È una delle domande più frequenti al momento dell'assunzione, e spesso si decide di fretta. Cosa cambia davvero tra lasciare il TFR in azienda e destinarlo a un fondo pensione.
Una scelta che si fa una volta e pesa per anni
Il trattamento di fine rapporto è una parte della retribuzione (circa il 6,91% della retribuzione annua) che il datore di lavoro accantona ogni anno e liquida alla fine del rapporto. Entro sei mesi dall'assunzione il lavoratore può scegliere se lasciarlo in azienda o destinarlo a una forma di previdenza complementare; se non sceglie, il TFR viene conferito al fondo previsto dal contratto collettivo (il cosiddetto silenzio-assenso).
Il punto è che la scelta di conferire il TFR al fondo pensione non è reversibile, mentre chi lo lascia in azienda può cambiare idea in seguito. Per questo vale la pena capire i termini prima di firmare.
Cosa succede se resta in azienda
Il TFR lasciato in azienda si rivaluta ogni anno con un meccanismo fissato per legge: 1,5% fisso più il 75% dell'inflazione. È una crescita prevedibile, legata al costo della vita, e la somma viene liquidata alla cessazione del rapporto, con una tassazione separata calcolata sull'aliquota media degli ultimi anni.
Nelle aziende con meno di 50 dipendenti il TFR resta materialmente in azienda; in quelle più grandi viene versato a un fondo di tesoreria gestito dall'INPS. In entrambi i casi il lavoratore può chiedere anticipazioni, a determinate condizioni, per spese sanitarie o per l'acquisto della prima casa.
Cosa cambia con il fondo pensione
Destinando il TFR a un fondo pensione, la somma viene investita nei comparti scelti dal lavoratore: il risultato dipende dai mercati e non è garantito, ma nel lungo periodo può differire, in positivo o in negativo, dalla rivalutazione legale. In cambio si accede a un trattamento fiscale più favorevole alla prestazione finale (aliquota tra il 15% e il 9%, decrescente con gli anni di partecipazione) e, nei fondi negoziali di categoria, al contributo aggiuntivo del datore di lavoro, che spetta solo a chi versa anche una quota propria.

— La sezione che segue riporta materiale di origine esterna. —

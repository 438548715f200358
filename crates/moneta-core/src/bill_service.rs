//! Bill lifecycle: due-date classification, payment, CRUD.

use chrono::{DateTime, Utc};
use serde::Serialize;
use tracing::info;
use uuid::Uuid;

use moneta_domain::{ceil_days_between, Bill, BillStatus, Transaction, TransactionKind};

use crate::error::{CoreError, CoreResult};
use crate::recurrence;
use crate::storage::Store;

#[derive(Debug, Clone, PartialEq, Serialize)]
/// A bill enriched with its derived lifecycle fields.
pub struct BillView {
    pub bill: Bill,
    pub status: BillStatus,
    pub days_until_due: i64,
}

#[derive(Debug, Clone, PartialEq, Serialize)]
/// Result of paying a bill. `last_payment_date` is echoed from the pay call
/// only; it is never persisted on the bill.
pub struct PaymentReceipt {
    pub bill: BillView,
    pub transaction: Option<Transaction>,
    pub last_payment_date: DateTime<Utc>,
}

pub struct BillService;

impl BillService {
    /// Derives `(status, days until due)` from the due date and the current
    /// time. Distances use calendar-day granularity with fractional
    /// remainders rounding toward the later boundary. Classification never
    /// yields [`BillStatus::Paid`]: no payment history exists to derive it.
    pub fn classify(due_date: DateTime<Utc>, now: DateTime<Utc>) -> (BillStatus, i64) {
        let days_until_due = ceil_days_between(now, due_date);
        let status = if days_until_due < 0 {
            BillStatus::Overdue
        } else {
            BillStatus::Upcoming
        };
        (status, days_until_due)
    }

    pub fn create(store: &dyn Store, bill: Bill) -> CoreResult<Bill> {
        validate(store, &bill)?;
        store.insert_bill(&bill)?;
        Ok(bill)
    }

    pub fn get(store: &dyn Store, user_id: Uuid, id: Uuid, now: DateTime<Utc>) -> CoreResult<BillView> {
        Ok(view(load_owned(store, user_id, id)?, now))
    }

    pub fn update(store: &dyn Store, user_id: Uuid, changes: Bill) -> CoreResult<Bill> {
        load_owned(store, user_id, changes.id)?;
        validate(store, &changes)?;
        store.update_bill(&changes)?;
        Ok(changes)
    }

    pub fn delete(store: &dyn Store, user_id: Uuid, id: Uuid) -> CoreResult<()> {
        load_owned(store, user_id, id)?;
        store.delete_bill(id)
    }

    /// All bills with derived status, ordered by due date. `status_filter`
    /// accepts a bill status name; unrecognized values are a validation
    /// failure rather than an empty result.
    pub fn list(
        store: &dyn Store,
        user_id: Uuid,
        status_filter: Option<&str>,
        now: DateTime<Utc>,
    ) -> CoreResult<Vec<BillView>> {
        let wanted = status_filter
            .map(|raw| raw.parse::<BillStatus>().map_err(CoreError::Validation))
            .transpose()?;
        let mut views: Vec<BillView> = store
            .bills(user_id)?
            .into_iter()
            .map(|bill| view(bill, now))
            .collect();
        if let Some(status) = wanted {
            views.retain(|v| v.status == status);
        }
        Ok(views)
    }

    /// Pays a bill: advances its due date by one frequency unit and, unless
    /// suppressed, records one expense transaction for the bill's amount,
    /// dated `payment_date` (default: now) and linked to the bill.
    pub fn pay(
        store: &dyn Store,
        user_id: Uuid,
        bill_id: Uuid,
        payment_date: Option<DateTime<Utc>>,
        create_transaction: bool,
        now: DateTime<Utc>,
    ) -> CoreResult<PaymentReceipt> {
        let mut bill = load_owned(store, user_id, bill_id)?;
        let paid_on = payment_date.unwrap_or(now);

        bill.due_date = recurrence::advance(bill.due_date, bill.frequency);
        store.update_bill(&bill)?;

        let transaction = if create_transaction {
            let txn = Transaction::new(
                user_id,
                bill.amount,
                TransactionKind::Expense,
                paid_on,
                bill.category_id,
            )
            .with_bill(bill.id)
            .with_description(format!("Payment for {}", bill.name));
            store.insert_transaction(&txn)?;
            Some(txn)
        } else {
            None
        };

        info!(bill = %bill.id, due = %bill.due_date, "bill paid, due date advanced");
        Ok(PaymentReceipt {
            bill: view(bill, now),
            transaction,
            last_payment_date: paid_on,
        })
    }
}

fn view(bill: Bill, now: DateTime<Utc>) -> BillView {
    let (status, days_until_due) = BillService::classify(bill.due_date, now);
    BillView {
        bill,
        status,
        days_until_due,
    }
}

fn load_owned(store: &dyn Store, user_id: Uuid, id: Uuid) -> CoreResult<Bill> {
    let bill = store.bill(id)?.ok_or(CoreError::BillNotFound(id))?;
    if bill.user_id != user_id {
        return Err(CoreError::forbidden("bill belongs to another user"));
    }
    Ok(bill)
}

fn validate(store: &dyn Store, bill: &Bill) -> CoreResult<()> {
    if bill.amount < 0.0 {
        return Err(CoreError::validation("bill amount must not be negative"));
    }
    let category = store
        .category(bill.category_id)?
        .ok_or(CoreError::CategoryNotFound(bill.category_id))?;
    if category.user_id != bill.user_id {
        return Err(CoreError::forbidden("category belongs to another user"));
    }
    Ok(())
}

#[cfg(test)]
mod tests {
    use super::*;
    use chrono::{Duration, TimeZone};

    fn at(y: i32, m: u32, d: u32) -> DateTime<Utc> {
        Utc.with_ymd_and_hms(y, m, d, 8, 0, 0).unwrap()
    }

    #[test]
    fn classification_matches_sign_of_day_distance() {
        let now = at(2025, 6, 10);
        for offset in -30i64..30 {
            let due = now + Duration::days(offset);
            let (status, days) = BillService::classify(due, now);
            assert_eq!(days, offset);
            assert_eq!(status == BillStatus::Overdue, days < 0);
        }
    }

    #[test]
    fn due_later_today_is_upcoming() {
        let now = at(2025, 6, 10);
        let (status, days) = BillService::classify(now + Duration::hours(3), now);
        assert_eq!(status, BillStatus::Upcoming);
        assert_eq!(days, 1);
    }

    #[test]
    fn three_days_overdue_reports_minus_three() {
        let now = at(2025, 6, 10);
        let (status, days) = BillService::classify(now - Duration::days(3), now);
        assert_eq!(status, BillStatus::Overdue);
        assert_eq!(days, -3);
    }
}
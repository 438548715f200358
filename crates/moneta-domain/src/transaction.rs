//! Domain models for income and expense transactions.

use std::fmt;
use std::str::FromStr;

use chrono::{DateTime, Utc};
use serde::{Deserialize, Serialize};
use uuid::Uuid;

use crate::common::Identifiable;

/// A single dated money movement, always owned by one user and assigned to
/// one category. Transactions created by bill payments carry the bill's id.
#[derive(Debug, Clone, Serialize, Deserialize, PartialEq)]
pub struct Transaction {
    pub id: Uuid,
    pub user_id: Uuid,
    pub amount: f64,
    pub kind: TransactionKind,
    pub date: DateTime<Utc>,
    pub category_id: Uuid,
    #[serde(default, skip_serializing_if = "Option::is_none")]
    pub bill_id: Option<Uuid>,
    #[serde(default, skip_serializing_if = "Option::is_none")]
    pub description: Option<String>,
    #[serde(default, skip_serializing_if = "Option::is_none")]
    pub notes: Option<String>,
}

impl Transaction {
    pub fn new(
        user_id: Uuid,
        amount: f64,
        kind: TransactionKind,
        date: DateTime<Utc>,
        category_id: Uuid,
    ) -> Self {
        Self {
            id: Uuid::new_v4(),
            user_id,
            amount,
            kind,
            date,
            category_id,
            bill_id: None,
            description: None,
            notes: None,
        }
    }

    pub fn with_description(mut self, description: impl Into<String>) -> Self {
        self.description = Some(description.into());
        self
    }

    pub fn with_bill(mut self, bill_id: Uuid) -> Self {
        self.bill_id = Some(bill_id);
        self
    }
}

impl Identifiable for Transaction {
    fn id(&self) -> Uuid {
        self.id
    }
}

#[derive(Debug, Clone, Copy, Serialize, Deserialize, PartialEq, Eq)]
/// Direction of a money movement.
pub enum TransactionKind {
    Income,
    Expense,
}

impl fmt::Display for TransactionKind {
    fn fmt(&self, f: &mut fmt::Formatter<'_>) -> fmt::Result {
        let label = match self {
            TransactionKind::Income => "Income",
            TransactionKind::Expense => "Expense",
        };
        f.write_str(label)
    }
}

impl FromStr for TransactionKind {
    type Err = String;

    fn from_str(value: &str) -> Result<Self, Self::Err> {
        match value.trim().to_ascii_lowercase().as_str() {
            "income" => Ok(TransactionKind::Income),
            "expense" => Ok(TransactionKind::Expense),
            other => Err(format!("unrecognized transaction kind `{other}`")),
        }
    }
}

#[cfg(test)]
mod tests {
    use super::*;

    #[test]
    fn kind_parsing_is_strict() {
        assert_eq!("INCOME".parse::<TransactionKind>(), Ok(TransactionKind::Income));
        assert_eq!(" expense ".parse::<TransactionKind>(), Ok(TransactionKind::Expense));
        assert!("transfer".parse::<TransactionKind>().is_err());
    }

    #[test]
    fn dates_serialize_as_iso8601_instants() {
        use chrono::TimeZone;

        let date = Utc.with_ymd_and_hms(2025, 6, 10, 14, 30, 0).unwrap();
        let txn = Transaction::new(
            Uuid::new_v4(),
            42.5,
            TransactionKind::Expense,
            date,
            Uuid::new_v4(),
        );
        let json = serde_json::to_value(&txn).unwrap();
        assert!(json["date"].as_str().unwrap().starts_with("2025-06-10T14:30:00"));
        // optional fields stay off the wire until set
        assert!(json.get("bill_id").is_none());

        let back: Transaction = serde_json::from_value(json).unwrap();
        assert_eq!(back, txn);
    }
}
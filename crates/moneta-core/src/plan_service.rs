//! Financial plans: the aggregate view over plan items, and whole-plan
//! replacement.

use serde::Serialize;
use tracing::info;
use uuid::Uuid;

use moneta_domain::{PlanItem, PlanItemType, PlanType};

use crate::error::{CoreError, CoreResult};
use crate::storage::Store;

#[derive(Debug, Clone, PartialEq, Serialize)]
/// The aggregate view over one `(user, plan type)` item group. Not a stored
/// row.
pub struct Plan {
    pub plan_type: PlanType,
    pub items: Vec<PlanItem>,
    pub total_income: f64,
    pub total_expenses: f64,
    pub total_savings: f64,
    pub leftover: f64,
}

pub struct PlanService;

impl PlanService {
    pub fn plan(store: &dyn Store, user_id: Uuid, plan_type: PlanType) -> CoreResult<Plan> {
        let items = store.plan_items(user_id, Some(plan_type))?;
        Ok(assemble(plan_type, items))
    }

    /// Replaces the entire item set of one plan in a single all-or-nothing
    /// batch. A rejected replacement leaves the previous items intact.
    pub fn replace(
        store: &dyn Store,
        user_id: Uuid,
        plan_type: PlanType,
        items: Vec<PlanItem>,
    ) -> CoreResult<Plan> {
        for item in &items {
            if item.user_id != user_id {
                return Err(CoreError::validation("plan item owner mismatch"));
            }
            if item.plan_type != plan_type {
                return Err(CoreError::validation("plan item belongs to a different plan type"));
            }
            if item.amount < 0.0 {
                return Err(CoreError::validation("plan item amount must not be negative"));
            }
            if let Some(category_id) = item.category_id {
                let category = store
                    .category(category_id)?
                    .ok_or(CoreError::CategoryNotFound(category_id))?;
                if category.user_id != user_id {
                    return Err(CoreError::forbidden("category belongs to another user"));
                }
            }
        }
        store.replace_plan_items(user_id, plan_type, &items)?;
        info!(user = %user_id, plan = %plan_type, count = items.len(), "plan replaced");
        Ok(assemble(plan_type, items))
    }
}

fn assemble(plan_type: PlanType, items: Vec<PlanItem>) -> Plan {
    let mut total_income = 0.0;
    let mut total_expenses = 0.0;
    let mut total_savings = 0.0;
    for item in &items {
        match item.item_type {
            PlanItemType::Income => total_income += item.amount,
            PlanItemType::Expense => total_expenses += item.amount,
            PlanItemType::Savings => total_savings += item.amount,
        }
    }
    Plan {
        plan_type,
        items,
        total_income,
        total_expenses,
        total_savings,
        leftover: total_income - total_expenses - total_savings,
    }
}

Anche nel fondo pensione sono previste anticipazioni e riscatti in casi specifici, ma con regole e limiti diversi da quelli del TFR in azienda. La somma viene poi erogata al pensionamento, in capitale, in rendita o in forma mista.
Le domande da farsi prima di decidere
Quanti anni mancano alla pensione? Il contratto collettivo prevede un contributo del datore di lavoro? Quanto conta poter disporre della somma con facilità in caso di cambio lavoro? Qual è la propria tolleranza alle oscillazioni di valore? Le risposte a queste domande pesano più di qualsiasi confronto numerico astratto.
Non esiste una scelta giusta per tutti: esiste quella coerente con la propria situazione e i propri obiettivi. Un confronto con chi conosce il proprio contratto e la propria posizione previdenziale aiuta a decidere con calma, invece che nei sei mesi di corsa dopo l'assunzione.
Contenuto informativo e generale, non costituisce consulenza personalizzata né sollecitazione all'investimento. I risultati in ambito finanziario non sono mai garantiti.